The Glibc project was initially written mostly by Roland McGrath, working for the Free Software Foundation (FSF) in the 1980s as a teenager.
In February 1988, FSF described glibc as having nearly completed the functionality required by ANSI C. By 1992, it had the ANSI C-1989 and POSIX.1-1990 functions implemented and work was under way on POSIX.2.
In September 1995 Ulrich Drepper made his first contribution to the glibc project and gradually became over the 1990s the core contributor and maintainer of glibc. Drepper held the maintainership position for many years and accumulated until 2012 63% of all commits of the project.
In the early 1990s, the developers of the Linux kernel forked glibc. Their fork, called "Linux libc", was maintained separately for years and released versions 2 through 5.

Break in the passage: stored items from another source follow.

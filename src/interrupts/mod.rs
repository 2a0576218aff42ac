//! Manage x86 interrupts: descriptor tables, the 8259 PICs, the per-vector
//! entry stubs and the dispatcher that routes vectors to registered handlers.
//!
//! The multiboot loader leaves us in protected mode with a flat code selector
//! of its own choosing; `gdt::load` replaces it with ours.

pub mod dispatch;
mod frame;
pub mod gdt;
pub mod idt;
pub mod pic;
#[cfg(target_arch = "x86")]
mod stubs;

pub use dispatch::{register_handler, unregister_handler, Handler};
pub use frame::InterruptFrame;

/// Format for use by LIDT and LGDT
#[repr(C, packed(2))]
struct DescriptorTableRegister {
    /// Size of the DT in bytes, minus one.
    pub limit: u16,
    // Base address of the DT.
    pub base: *const u64,
}

#[derive(Debug, Clone, Copy)]
pub enum Ring {
    Ring0 = 0,
    Ring3 = 3,
}

bitflags::bitflags! {
    /// An index to a segment descriptor. The RPL indicates which privilege
    /// to use with this segment, but it cannot be higher than the RPL
    /// specified in the segment descriptor.
    #[repr(transparent)]
    pub struct SegmentSelector: u16 {
        const RPL_0 = 0;
        const RPL_3 = 3;
        const TI_GDT = 0 << 2;
        const TI_LDT = 1 << 2;
    }
}

impl SegmentSelector {
    const fn new(index: u16, rpl: Ring) -> Self {
        Self {
            bits: index << 3 | (rpl as u16),
        }
    }

    /// Index of the descriptor this selector points at.
    pub const fn index(self) -> usize {
        (self.bits >> 3) as usize
    }
}

pub const KERNEL_CS: SegmentSelector = SegmentSelector::new(1, Ring::Ring0);
pub const KERNEL_DS: SegmentSelector = SegmentSelector::new(2, Ring::Ring0);
pub const USER_CS: SegmentSelector = SegmentSelector::new(3, Ring::Ring3);
pub const USER_DS: SegmentSelector = SegmentSelector::new(4, Ring::Ring3);

/// First vector the PICs deliver on after remapping.
pub const IRQ_BASE: u8 = 32;
/// Vectors 32..48 are hardware IRQs.
pub const IRQ_COUNT: u8 = 16;

/// Vector for a legacy IRQ line.
pub const fn irq_vector(irq: u8) -> u8 {
    IRQ_BASE + irq
}

#[cfg(test)]
mod test {
    use super::*;

    #[test]
    fn selectors_index_the_flat_table() {
        assert_eq!(KERNEL_CS.bits(), 0x08);
        assert_eq!(KERNEL_DS.bits(), 0x10);
        assert_eq!(USER_CS.bits(), 0x1b);
        assert_eq!(USER_DS.bits(), 0x23);
        assert_eq!(USER_DS.index(), 4);
    }

    #[test]
    fn irq_lines_follow_exceptions() {
        assert_eq!(irq_vector(0), 32);
        assert_eq!(irq_vector(1), 33);
        assert_eq!(irq_vector(15), 47);
    }
}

When FSF released glibc 2.0 in January 1997, it had much more complete POSIX standards compliance, better internationalisation and multilingual function, IPv6 capability, 64-bit data access, facilities for multithreaded applications, future version compatibility, and the code was more portable. At this point, the Linux kernel developers discontinued their fork and returned to using FSF's glibc.